There are two methods supported for secure communication: mTLS and JWT with TLS. Certificates that you need to create will depend on the authentication method that you use. Details on certificate requirements for these components are available here. You will need to prepare these certificates before deploying TSB.
Application TLS Certificates
Application TLS certificates (highlighted purple in image above) are used by client applications that should trust to access the application.
Every publicly accessible HTTPS service exposed by your application should have TLS certificates mounted as Kubernetes secrets. TLS certificates for your application must be available when the application is published.
While technically not an "application" you will also need to set up the TLS certificates for the command line tools to access the TSB Management Plane, as well as for you to access the TSB UI via a web browser. TSB TLS certificate must be available before TSB deployment.
Intermediate Istio CA Certificates
Intermediate Istio CA certificates (highlighted cyan in image above) is mounted in cacerts
secret on every Control Plane so that Istio workloads leaf certificates can be issued. By default istiod
acts as a leaf certificate issuer by using Intermediate CA certificate to sign leaf certificates.
The certificate should be signed (or verifiable) by the enterprise Root CA for intra-service communication. The cluster specific Intermediate CA should be available during TSB Control Plane deployment.

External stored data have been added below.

impl Master {
    pub fn new(
        settings: MasterSettings,
        mode: RunMode,
        discovery: Discovery,
        shutdown: CancellationToken,
    ) -> (Self, MasterHandle) {
        let (tx, rx) = mpsc::unbounded_channel();

        (
            Self {
                settings,
                mode,
                discovery,
                tasks: TaskTable::new(),
                ledger: DispatchLedger::new(),
                phase: Phase::Initializing,
                known: Vec::new(),
                unreachable: HashSet::new(),
                links: HashMap::new(),
                cursor: 0,
                next_generation: 0,
                shutdown,
                #[cfg(feature = "rusqlite")]
                store: None,
                tx: tx.clone(),
                rx,
            },
            MasterHandle { tx },
        )
    }

    /// Record every terminal outcome in `store`
    #[cfg(feature = "rusqlite")]
    pub fn with_store(mut self, store: ResultStore) -> Self {
        self.store = Some(store);
        self
    }

    /// Queue the initial batch, before the master starts running
    pub fn submit(&mut self, stubs: impl IntoIterator<Item = PathBuf>) -> usize {
        self.tasks.submit(stubs)
    }

    /// Dispatch until every task is done (solve-once) or until shutdown (standing), then
    /// report the final state of every task
    pub async fn run(mut self) -> Vec<TaskReport> {
        info!(
            master = %self.settings.identity,
            tasks = self.tasks.len(),
            mode = ?self.mode,
            "Master started"
        );
        self.discover().await;

        let mut dispatch_tick = liveness::heartbeat(self.settings.dispatch_interval);
        let mut discovery_tick = liveness::heartbeat(self.settings.discovery_interval);
        let shutdown = self.shutdown.clone();

        loop {
            self.dispatch().await;
            self.update_phase();

            if self.mode == RunMode::SolveOnce && self.phase == Phase::Done {
                break;
            }

            tokio::select! {
                _ = shutdown.cancelled() => {
                    info!(
                        master = %self.settings.identity,
                        in_flight = self.ledger.total(),
                        "Master shutting down"
                    );
                    break;
                }
                command = self.rx.recv() => match command {
                    Some(command) => self.handle(command),
                    None => break,
                },
                _ = dispatch_tick.tick() => {}
                _ = discovery_tick.tick() => self.discover().await,
            }
        }

        self.tasks.report()
    }

    fn update_phase(&mut self) {
        let phase = self.tasks.phase();

        if phase != self.phase {
            info!(
                master = %self.settings.identity,
                from = %self.phase,
                to = %phase,
                in_flight = self.ledger.total(),
                "Master phase changed"
            );
            self.phase = phase;
        }
    }

    fn handle(&mut self, command: MasterCommand) {
        match command {
            MasterCommand::Submit { stubs, reply } => {
                let added = self.tasks.submit(stubs);
                info!(master = %self.settings.identity, added, "Accepted batch");
                let _ = reply.send(added);
            }
            MasterCommand::Status { reply } => {
                let _ = reply.send(self.tasks.report());
            }
            MasterCommand::JobFinished { slave, finished } => self.job_finished(slave, finished),
            MasterCommand::SlaveLost { slave, generation } => self.slave_lost(slave, generation),
        }
    }

    fn job_finished(&mut self, slave: NodeIdentity, finished: JobFinished) {
        let task = match self.ledger.settle(&slave, &finished.job_id) {
            Some(task) => task,
            None => {
                warn!(
                    slave = %slave,
                    job = %finished.job_id,
                    stub = ?finished.stub,
                    "Notice for a job not in the ledger, ignoring"
                );
                return;
            }
        };

        match finished.outcome {
            JobOutcome::Success { result } => {
                if self.tasks.complete(task, &finished.job_id, result) {
                    self.persist(task, &slave);
                }
            }
            JobOutcome::Failure { reason } => {
                warn!(
                    slave = %slave,
                    stub = ?finished.stub,
                    reason = %reason,
                    "Subproblem failed on slave"
                );
                self.failed(task, &finished.job_id, reason, &slave);
            }
        }
    }

    /// Fail every job the master had outstanding on a lost slave
    fn slave_lost(&mut self, slave: NodeIdentity, generation: u64) {
        match self.links.get(&slave) {
            Some(link) if link.generation == generation => {
                self.links.remove(&slave);
            }
            _ => {
                debug!(slave = %slave, generation, "Loss of a superseded session, ignoring");
                return;
            }
        }
        self.unreachable.insert(slave.clone());

        let lost = self.ledger.drain(&slave);
        warn!(slave = %slave, jobs = lost.len(), "Lost slave, requeueing its jobs");

        for (job_id, task) in lost {
            self.failed(task, &job_id, format!("slave {slave} lost"), &slave);
        }
    }

    fn failed(&mut self, task: TaskId, job_id: &JobId, reason: String, slave: &NodeIdentity) {
        let terminal = self
            .tasks
            .fail(task, job_id, reason, self.settings.retry_limit)
            .map_or(false, TaskStatus::is_terminal);

        if terminal {
            self.persist(task, slave);
        }
    }

    #[cfg(feature = "rusqlite")]
    fn persist(&self, task: TaskId, slave: &NodeIdentity) {
        if let (Some(store), Some(task)) = (&self.store, self.tasks.get(task)) {
            if let Err(error) = store.record(&task.report(), slave) {
                warn!(stub = ?task.stub, error = %error, "Failed to store outcome");
            }
        }
    }

    #[cfg(not(feature = "rusqlite"))]
    fn persist(&self, _task: TaskId, _slave: &NodeIdentity) {}

    async fn discover(&mut self) {
        let mut slaves = match &self.discovery {
            Discovery::Registry(client) => match client.list_by_role(Role::Slave).await {
                Ok(slaves) => slaves,
                Err(error) => {
                    warn!(
                        error = %error,
                        known = self.known.len(),
                        "Discovery failed, keeping known slaves"
                    );
                    return;
                }
            },
            Discovery::Static(slaves) => slaves.clone(),
        };
        slaves.sort();

        if slaves != self.known {
            info!(master = %self.settings.identity, slaves = ?slaves, "Slave list changed");
            self.known = slaves;
            self.cursor = 0;
        }
        self.unreachable.clear();
    }

    /// Hand pending tasks to slaves in submission order, stopping at the first task nobody
    /// accepts
    async fn dispatch(&mut self) {
        for task in self.tasks.pending() {
            if !self.dispatch_task(task).await {
                break;
            }
        }
    }

    /// Round-robin first fit, starting after the slave that accepted last
    async fn dispatch_task(&mut self, task: TaskId) -> bool {
        let stub = match self.tasks.get(task) {
            Some(task) => task.stub.clone(),
            None => return false,
        };
        let request = SolveRequest {
            stub,
            options: self.settings.options.clone(),
            slots: 1,
        };
        let count = self.known.len();

        for offset in 0..count {
            let index = (self.cursor + offset) % count;
            let slave = self.known[index].clone();

            let link = match self.link(&slave).await {
                Some(link) => link,
                None => continue,
            };
            if self.ledger.in_flight(&slave) >= link.total_slots as usize {
                continue;
            }

            match link.start_solver(request.clone(), self.settings.link.request_timeout).await {
                Ok(StartReply::Accepted { job_id, free_slots }) => {
                    self.tasks.mark_dispatched(task, slave.clone(), job_id);
                    self.ledger.record(slave.clone(), job_id, task);
                    self.cursor = index + 1;
                    info!(
                        slave = %slave,
                        job = %job_id,
                        stub = ?request.stub,
                        free_slots,
                        "Dispatched subproblem"
                    );

                    return true;
                }
                Ok(StartReply::Rejected {
                    reason: Rejection::NoFreeCapacity { .. },
                }) => {
                    debug!(slave = %slave, stub = ?request.stub, "Slave has no free capacity");
                }
                Ok(StartReply::Rejected { reason }) => {
                    warn!(
                        slave = %slave,
                        stub = ?request.stub,
                        reason = %reason,
                        "Slave rejected subproblem"
                    );
                }
                Err(error) => {
                    warn!(
                        slave = %slave,
                        stub = ?request.stub,
                        error = %error,
                        "Start request failed"
                    );
                }
            }
        }

        false
    }

    /// The session to `slave`, opened on first use
    async fn link(&mut self, slave: &NodeIdentity) -> Option<SlaveLink> {
        if let Some(link) = self.links.get(slave) {
            return Some(link.clone());
        }
        if self.unreachable.contains(slave) {
            return None;
        }

        let generation = self.next_generation;
        self.next_generation += 1;

        match SlaveLink::connect(
            slave.clone(),
            self.settings.identity.clone(),
            generation,
            self.settings.link,
            self.tx.clone(),
            self.shutdown.clone(),
        )
        .await
        {
            Ok(link) => {
                self.links.insert(slave.clone(), link.clone());
                Some(link)
            }
            Err(error) => {
                warn!(slave = %slave, error = %error, "Slave unreachable until the next discovery");
                self.unreachable.insert(slave.clone());
                None
            }
        }
    }
}
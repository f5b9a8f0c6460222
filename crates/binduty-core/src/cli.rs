use std::io::IsTerminal;
use std::path::PathBuf;

use anyhow::anyhow;
use clap::{ArgAction, Parser, Subcommand};
use tracing::debug;
use tracing_subscriber::EnvFilter;

#[derive(Debug, Clone)]
pub struct KeyVal {
    pub key: String,
    pub value: String,
}

impl std::str::FromStr for KeyVal {
    type Err = anyhow::Error;

    fn from_str(s: &str) -> Result<Self, Self::Err> {
        let (k, v) = s
            .split_once('=')
            .ok_or_else(|| anyhow!("expected KEY=VALUE, got: {s}"))?;
        Ok(Self {
            key: k.trim().to_string(),
            value: v.trim().to_string(),
        })
    }
}

#[derive(Parser, Debug, Clone)]
#[command(
    name = "binduty",
    version,
    about = "Weekly bin duty rotation for the house",
    disable_help_subcommand = true
)]
pub struct GlobalCli {
    #[arg(short = 'v', long = "verbose", action = ArgAction::Count, global = true)]
    pub verbose: u8,

    #[arg(short = 'q', long = "quiet", action = ArgAction::Count, global = true)]
    pub quiet: u8,

    /// Roster file to use instead of the default location.
    #[arg(long = "config", global = true)]
    pub config: Option<PathBuf>,

    #[arg(
        long = "rc",
        value_parser = clap::builder::ValueParser::new(|s: &str| s.parse::<KeyVal>()),
        action = ArgAction::Append,
        global = true
    )]
    pub rc_overrides: Vec<KeyVal>,

    /// Pretend today is this day (YYYY-MM-DD, tomorrow, +2w, ...).
    #[arg(long = "today", global = true)]
    pub today: Option<String>,

    #[command(subcommand)]
    pub command: Option<Command>,
}

#[derive(Subcommand, Debug, Clone, PartialEq, Eq)]
pub enum Command {
    /// Who has the bins today, or who is next.
    Today,
    /// The next few duty days.
    Upcoming {
        #[arg(short = 'n', long = "count", default_value_t = 8)]
        count: usize,
    },
    /// Twelve-week table sized for a quarter page.
    Print,
    /// Find tenants by name and show their next turn.
    Lookup {
        #[arg(default_value = "")]
        query: String,
    },
    /// Month calendar with duty days marked.
    Calendar {
        /// Month to show (YYYY-MM, +1m, ...). Defaults to this month.
        #[arg(long = "month")]
        month: Option<String>,
        /// Highlight this tenant's turns.
        #[arg(long = "tenant")]
        tenant: Option<String>,
        /// Start weeks on Monday instead of Sunday.
        #[arg(long = "monday")]
        monday: bool,
    },
    /// Upcoming duty days as JSON.
    Export {
        #[arg(short = 'n', long = "count", default_value_t = 12)]
        count: usize,
    },
    /// The roster in rotation order.
    Tenants,
}

pub fn init_tracing(verbose: u8, quiet: u8) -> anyhow::Result<()> {
    let default_level = if quiet >= 2 {
        "error"
    } else if quiet == 1 {
        "warn"
    } else if verbose >= 3 {
        "trace"
    } else if verbose == 2 {
        "debug"
    } else if verbose == 1 {
        "info"
    } else {
        "warn"
    };

    let env_filter = EnvFilter::try_from_default_env()
        .or_else(|_| EnvFilter::try_new(default_level))
        .map_err(|e| anyhow!("invalid RUST_LOG / log filter: {e}"))?;

    let init_result = tracing_subscriber::fmt()
        .with_env_filter(env_filter)
        .with_target(true)
        .with_level(true)
        .with_writer(std::io::stderr)
        .with_ansi(std::io::stderr().is_terminal())
        .try_init();

    if let Err(err) = init_result {
        debug!(error = %err, "tracing subscriber already set, continuing");
    }

    Ok(())
}
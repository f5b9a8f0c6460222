use chrono::{
  Datelike,
  NaiveDate,
  Weekday
};
use serde::Serialize;

use crate::calendar::{
  CalendarDay,
  add_days,
  month_start
};

/// Six full weeks.
pub const GRID_CELLS: usize = 42;

#[derive(
  Debug, Clone, Copy, PartialEq, Eq, Serialize,
)]
pub struct CalendarCell {
  pub date:     NaiveDate,
  pub in_month: bool
}

/// Month grid with weeks starting on
/// Sunday.
#[must_use]
pub fn build_month_grid(
  anchor: impl CalendarDay
) -> Vec<CalendarCell> {
  build_month_grid_from(
    anchor,
    Weekday::Sun
  )
}

/// 42 cells covering the month of
/// `anchor`: spillover days from the
/// previous month, the month itself, then
/// the following month until six weeks
/// are filled. Only the year and month of
/// `anchor` matter.
///
/// The final representable month has no
/// following month to borrow from, so its
/// grid ends at `NaiveDate::MAX` with
/// fewer than 42 cells.
#[must_use]
pub fn build_month_grid_from(
  anchor: impl CalendarDay,
  week_start: Weekday
) -> Vec<CalendarCell> {
  let first = month_start(anchor);
  let leading = (7
    + first.weekday().num_days_from_monday()
    - week_start.num_days_from_monday())
    % 7;
  let origin =
    add_days(first, -i64::from(leading));

  std::iter::successors(
    Some(origin),
    |date| date.succ_opt()
  )
  .take(GRID_CELLS)
  .map(|date| CalendarCell {
    date,
    in_month: date.year() == first.year()
      && date.month() == first.month()
  })
  .collect()
}
use std::ffi::OsString;

fn main() {
    let args: Vec<OsString> = std::env::args_os().collect();
    if let Err(err) = binduty_core::run(args) {
        eprintln!("error: {err:#}");
        std::process::exit(1);
    }
}
//! Calendar-day arithmetic.
//!
//! Every helper works on whole local calendar days. Values that carry a
//! time of day are reduced to their [`NaiveDate`] first, so two instants
//! on the same day always compare equal here.

use chrono::{
  DateTime,
  Datelike,
  Days,
  Locale,
  Months,
  NaiveDate,
  NaiveDateTime,
  NaiveTime,
  TimeZone
};

const LOCALE_ENV_VARS: [&str; 3] =
  ["LC_ALL", "LC_TIME", "LANG"];
const FALLBACK_LOCALE: Locale =
  Locale::en_US;

/// Anything that can be pinned to a
/// local calendar day.
pub trait CalendarDay {
  fn calendar_day(&self) -> NaiveDate;
}

impl CalendarDay for NaiveDate {
  fn calendar_day(&self) -> NaiveDate {
    *self
  }
}

impl CalendarDay for NaiveDateTime {
  fn calendar_day(&self) -> NaiveDate {
    self.date()
  }
}

impl<Tz: TimeZone> CalendarDay
  for DateTime<Tz>
{
  fn calendar_day(&self) -> NaiveDate {
    self.date_naive()
  }
}

impl<T: CalendarDay + ?Sized> CalendarDay
  for &T
{
  fn calendar_day(&self) -> NaiveDate {
    (**self).calendar_day()
  }
}

/// Midnight of the same local calendar
/// day, as a plain date.
#[must_use]
pub fn truncate_to_day(
  d: impl CalendarDay
) -> NaiveDate {
  d.calendar_day()
}

/// Signed number of calendar days from
/// `a` to `b`.
#[must_use]
pub fn days_between(
  a: impl CalendarDay,
  b: impl CalendarDay
) -> i64 {
  b.calendar_day()
    .signed_duration_since(
      a.calendar_day()
    )
    .num_days()
}

/// Moves `n` calendar days, saturating at
/// the ends of the representable range.
#[must_use]
pub fn add_days(
  d: impl CalendarDay,
  n: i64
) -> NaiveDate {
  let day = d.calendar_day();
  let step = Days::new(n.unsigned_abs());
  if n >= 0 {
    day
      .checked_add_days(step)
      .unwrap_or(NaiveDate::MAX)
  } else {
    day
      .checked_sub_days(step)
      .unwrap_or(NaiveDate::MIN)
  }
}

/// Moves the month field by `n`.
///
/// The day of month is kept when the
/// target month has it and clamped to the
/// target month's last day otherwise, so
/// Jan 31 plus one month is the last day
/// of February, never early March.
#[must_use]
pub fn add_months(
  d: impl CalendarDay,
  n: i32
) -> NaiveDate {
  let day = d.calendar_day();
  let step = Months::new(n.unsigned_abs());
  if n >= 0 {
    day
      .checked_add_months(step)
      .unwrap_or(NaiveDate::MAX)
  } else {
    day
      .checked_sub_months(step)
      .unwrap_or(NaiveDate::MIN)
  }
}

#[must_use]
pub fn is_same_calendar_day(
  a: impl CalendarDay,
  b: impl CalendarDay
) -> bool {
  let (a, b) =
    (a.calendar_day(), b.calendar_day());
  a.year() == b.year()
    && a.month() == b.month()
    && a.day() == b.day()
}

/// First day of the month containing `d`.
#[must_use]
pub fn month_start(
  d: impl CalendarDay
) -> NaiveDate {
  let day = d.calendar_day();
  day.with_day(1).unwrap_or(day)
}

/// "Wed, Aug 27" in the runtime locale.
#[must_use]
pub fn format_display_date(
  d: impl CalendarDay
) -> String {
  format_display_date_in(
    d,
    runtime_locale()
  )
}

#[must_use]
pub fn format_display_date_in(
  d: impl CalendarDay,
  locale: Locale
) -> String {
  format_localized(
    d.calendar_day(),
    "%a, %b %-d",
    locale
  )
}

/// "August 2025" style heading for a
/// month view.
#[must_use]
pub fn format_month_title(
  d: impl CalendarDay,
  locale: Locale
) -> String {
  format_localized(
    d.calendar_day(),
    "%B %Y",
    locale
  )
}

/// Two-letter weekday labels starting at
/// `first`, used as month grid headers.
#[must_use]
pub fn weekday_headers(
  first: chrono::Weekday,
  locale: Locale
) -> Vec<String> {
  // 2023-01-01 is a Sunday.
  let sunday = NaiveDate::from_ymd_opt(
    2023, 1, 1
  )
  .unwrap_or(NaiveDate::MIN);
  let offset = i64::from(
    first.num_days_from_sunday()
  );
  (0..7)
    .map(|i| {
      let label = format_localized(
        add_days(sunday, offset + i),
        "%a",
        locale
      );
      label.chars().take(2).collect()
    })
    .collect()
}

/// Full weekday name, e.g. "Wednesday".
#[must_use]
pub fn format_weekday_name(
  weekday: chrono::Weekday,
  locale: Locale
) -> String {
  // 2023-01-01 is a Sunday.
  let sunday = NaiveDate::from_ymd_opt(
    2023, 1, 1
  )
  .unwrap_or(NaiveDate::MIN);
  format_localized(
    add_days(
      sunday,
      i64::from(
        weekday.num_days_from_sunday()
      )
    ),
    "%A",
    locale
  )
}

fn format_localized(
  day: NaiveDate,
  fmt: &str,
  locale: Locale
) -> String {
  day
    .and_time(NaiveTime::MIN)
    .and_utc()
    .format_localized(fmt, locale)
    .to_string()
}

/// Locale named by `LC_ALL`, `LC_TIME` or
/// `LANG`, whichever is set first, falling
/// back to `en_US`.
#[must_use]
pub fn runtime_locale() -> Locale {
  locale_from_env(|var| {
    std::env::var(var).ok()
  })
}

/// [`runtime_locale`] over an arbitrary
/// variable lookup.
pub fn locale_from_env<F>(
  lookup: F
) -> Locale
where
  F: Fn(&str) -> Option<String>
{
  LOCALE_ENV_VARS
    .iter()
    .filter_map(|var| lookup(var))
    .find(|value| {
      !value.trim().is_empty()
    })
    .and_then(|value| {
      let parsed =
        locale_from_tag(&value);
      if parsed.is_none() {
        tracing::debug!(
          tag = %value,
          "unrecognised locale tag; using fallback"
        );
      }
      parsed
    })
    .unwrap_or(FALLBACK_LOCALE)
}

/// Parses POSIX locale tags such as
/// `de_DE.UTF-8` or `sr_RS@latin`.
#[must_use]
pub fn locale_from_tag(
  tag: &str
) -> Option<Locale> {
  let trimmed = tag.trim();
  if trimmed.is_empty() {
    return None;
  }
  if trimmed == "C" || trimmed == "POSIX"
  {
    return Some(FALLBACK_LOCALE);
  }

  if let Ok(locale) =
    Locale::try_from(trimmed)
  {
    return Some(locale);
  }

  let base = trimmed
    .split(['.', '@'])
    .next()
    .unwrap_or(trimmed)
    .replace('-', "_");
  Locale::try_from(base.as_str()).ok()
}

#[cfg(test)]
mod tests {
  use chrono::{
    Locale,
    NaiveDate,
    TimeZone,
    Utc,
    Weekday
  };

  use super::*;

  fn ymd(
    y: i32,
    m: u32,
    d: u32
  ) -> NaiveDate {
    NaiveDate::from_ymd_opt(y, m, d)
      .expect("valid date")
  }

  #[test]
  fn truncation_drops_time_and_is_idempotent()
  {
    let late = ymd(2025, 8, 27)
      .and_hms_opt(23, 59, 59)
      .expect("valid time");
    let once = truncate_to_day(late);
    assert_eq!(once, ymd(2025, 8, 27));
    assert_eq!(
      truncate_to_day(once),
      once
    );
  }

  #[test]
  fn days_between_ignores_time_of_day() {
    let morning = Utc
      .with_ymd_and_hms(
        2025, 8, 13, 0, 5, 0
      )
      .single()
      .expect("valid morning");
    let evening = Utc
      .with_ymd_and_hms(
        2025, 8, 27, 23, 55, 0
      )
      .single()
      .expect("valid evening");
    assert_eq!(
      days_between(morning, evening),
      14
    );
    assert_eq!(
      days_between(evening, morning),
      -14
    );
    assert_eq!(
      days_between(morning, morning),
      0
    );
  }

  #[test]
  fn add_days_crosses_year_boundary() {
    assert_eq!(
      add_days(ymd(2025, 12, 30), 3),
      ymd(2026, 1, 2)
    );
    assert_eq!(
      add_days(ymd(2024, 3, 1), -1),
      ymd(2024, 2, 29)
    );
    assert_eq!(
      add_days(ymd(2025, 8, 13), 0),
      ymd(2025, 8, 13)
    );
  }

  #[test]
  fn add_days_saturates_instead_of_panicking()
  {
    assert_eq!(
      add_days(ymd(2025, 1, 1), i64::MAX),
      NaiveDate::MAX
    );
    assert_eq!(
      add_days(ymd(2025, 1, 1), i64::MIN),
      NaiveDate::MIN
    );
  }

  #[test]
  fn add_months_clamps_to_month_end() {
    assert_eq!(
      add_months(ymd(2024, 1, 31), 1),
      ymd(2024, 2, 29)
    );
    assert_eq!(
      add_months(ymd(2025, 1, 31), 1),
      ymd(2025, 2, 28)
    );
    assert_eq!(
      add_months(ymd(2025, 3, 31), -1),
      ymd(2025, 2, 28)
    );
    assert_eq!(
      add_months(ymd(2025, 11, 15), 3),
      ymd(2026, 2, 15)
    );
  }

  #[test]
  fn same_calendar_day_compares_dates_only()
  {
    let a = ymd(2025, 8, 27)
      .and_hms_opt(1, 0, 0)
      .expect("valid time");
    let b = ymd(2025, 8, 27)
      .and_hms_opt(22, 0, 0)
      .expect("valid time");
    assert!(is_same_calendar_day(a, b));
    assert!(!is_same_calendar_day(
      a,
      ymd(2024, 8, 27)
    ));
  }

  #[test]
  fn formats_short_display_date() {
    assert_eq!(
      format_display_date_in(
        ymd(2025, 8, 27),
        Locale::en_US
      ),
      "Wed, Aug 27"
    );
    assert_eq!(
      format_display_date_in(
        ymd(2025, 9, 3),
        Locale::en_US
      ),
      "Wed, Sep 3"
    );
  }

  #[test]
  fn formats_month_title_and_headers() {
    assert_eq!(
      format_month_title(
        ymd(2025, 8, 13),
        Locale::en_US
      ),
      "August 2025"
    );
    assert_eq!(
      weekday_headers(
        Weekday::Sun,
        Locale::en_US
      ),
      vec![
        "Su", "Mo", "Tu", "We", "Th",
        "Fr", "Sa"
      ]
    );
    assert_eq!(
      weekday_headers(
        Weekday::Mon,
        Locale::en_US
      )[6],
      "Su"
    );
  }

  #[test]
  fn parses_posix_locale_tags() {
    assert_eq!(
      locale_from_tag("en_US.UTF-8"),
      Some(Locale::en_US)
    );
    assert_eq!(
      locale_from_tag("de_DE"),
      Some(Locale::de_DE)
    );
    assert_eq!(
      locale_from_tag("C"),
      Some(Locale::en_US)
    );
    assert_eq!(
      locale_from_tag("klingon"),
      None
    );
  }

  #[test]
  fn formats_full_weekday_names() {
    assert_eq!(
      format_weekday_name(
        Weekday::Wed,
        Locale::en_US
      ),
      "Wednesday"
    );
    assert_eq!(
      format_weekday_name(
        Weekday::Wed,
        Locale::de_DE
      ),
      "Mittwoch"
    );
  }

  fn lookup_in(
    pairs: &'static [(
      &'static str,
      &'static str
    )]
  ) -> impl Fn(&str) -> Option<String> {
    move |var: &str| {
      pairs
        .iter()
        .find(|(k, _)| *k == var)
        .map(|(_, v)| (*v).to_string())
    }
  }

  #[test]
  fn locale_env_order_is_lc_all_lc_time_lang()
  {
    assert_eq!(
      locale_from_env(lookup_in(&[
        ("LANG", "fr_FR.UTF-8"),
        ("LC_TIME", "de_DE.UTF-8"),
        ("LC_ALL", "nl_NL.UTF-8")
      ])),
      Locale::nl_NL
    );
    assert_eq!(
      locale_from_env(lookup_in(&[
        ("LANG", "fr_FR.UTF-8"),
        ("LC_TIME", "de_DE.UTF-8"),
        ("LC_ALL", "  ")
      ])),
      Locale::de_DE
    );
    assert_eq!(
      locale_from_env(lookup_in(&[(
        "LANG",
        "fr_FR.UTF-8"
      )])),
      Locale::fr_FR
    );
    assert_eq!(
      locale_from_env(lookup_in(&[])),
      Locale::en_US
    );
    assert_eq!(
      locale_from_env(lookup_in(&[(
        "LANG",
        "klingon"
      )])),
      Locale::en_US
    );
  }

  #[test]
  fn month_start_is_first_of_month() {
    assert_eq!(
      month_start(ymd(2025, 8, 27)),
      ymd(2025, 8, 1)
    );
  }
}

For a demo example on setting up Intermediate Istio CA in multi clusters setup, refer to Istio documentation.
For a production environment, It is highly recommended to use production ready PKI infrastructure such as the following, and follow the industry best practices:
- Using AWS Private CA as enterprise CA to create Intermediate CAs (not an automated process)
- Integrate existing CA (e.g. AWS Certificate Manager, HashiCorp Vault) with Kubernetes CSR API or Istio CSR. To learn more about how to use Istio CSR to integrate with external CA refer to here.
Usually the enterprise security team is in charge of these types of certificates.
Workload Leaf Certificates
Leaf certificates (highlighted yellow in image above) are issued to every proxy and gateway (or per workload). These are short lived certificates (by default 24 hour and can be changed by setting using defaultWorkloadCertTTL
in Control Plane CR).
It's important to understand that these certificates are automatically rotated and are not managed by TSB. Istiod is responsible for issuing and rotating the certificates using the Enterprise Intermediate certificates.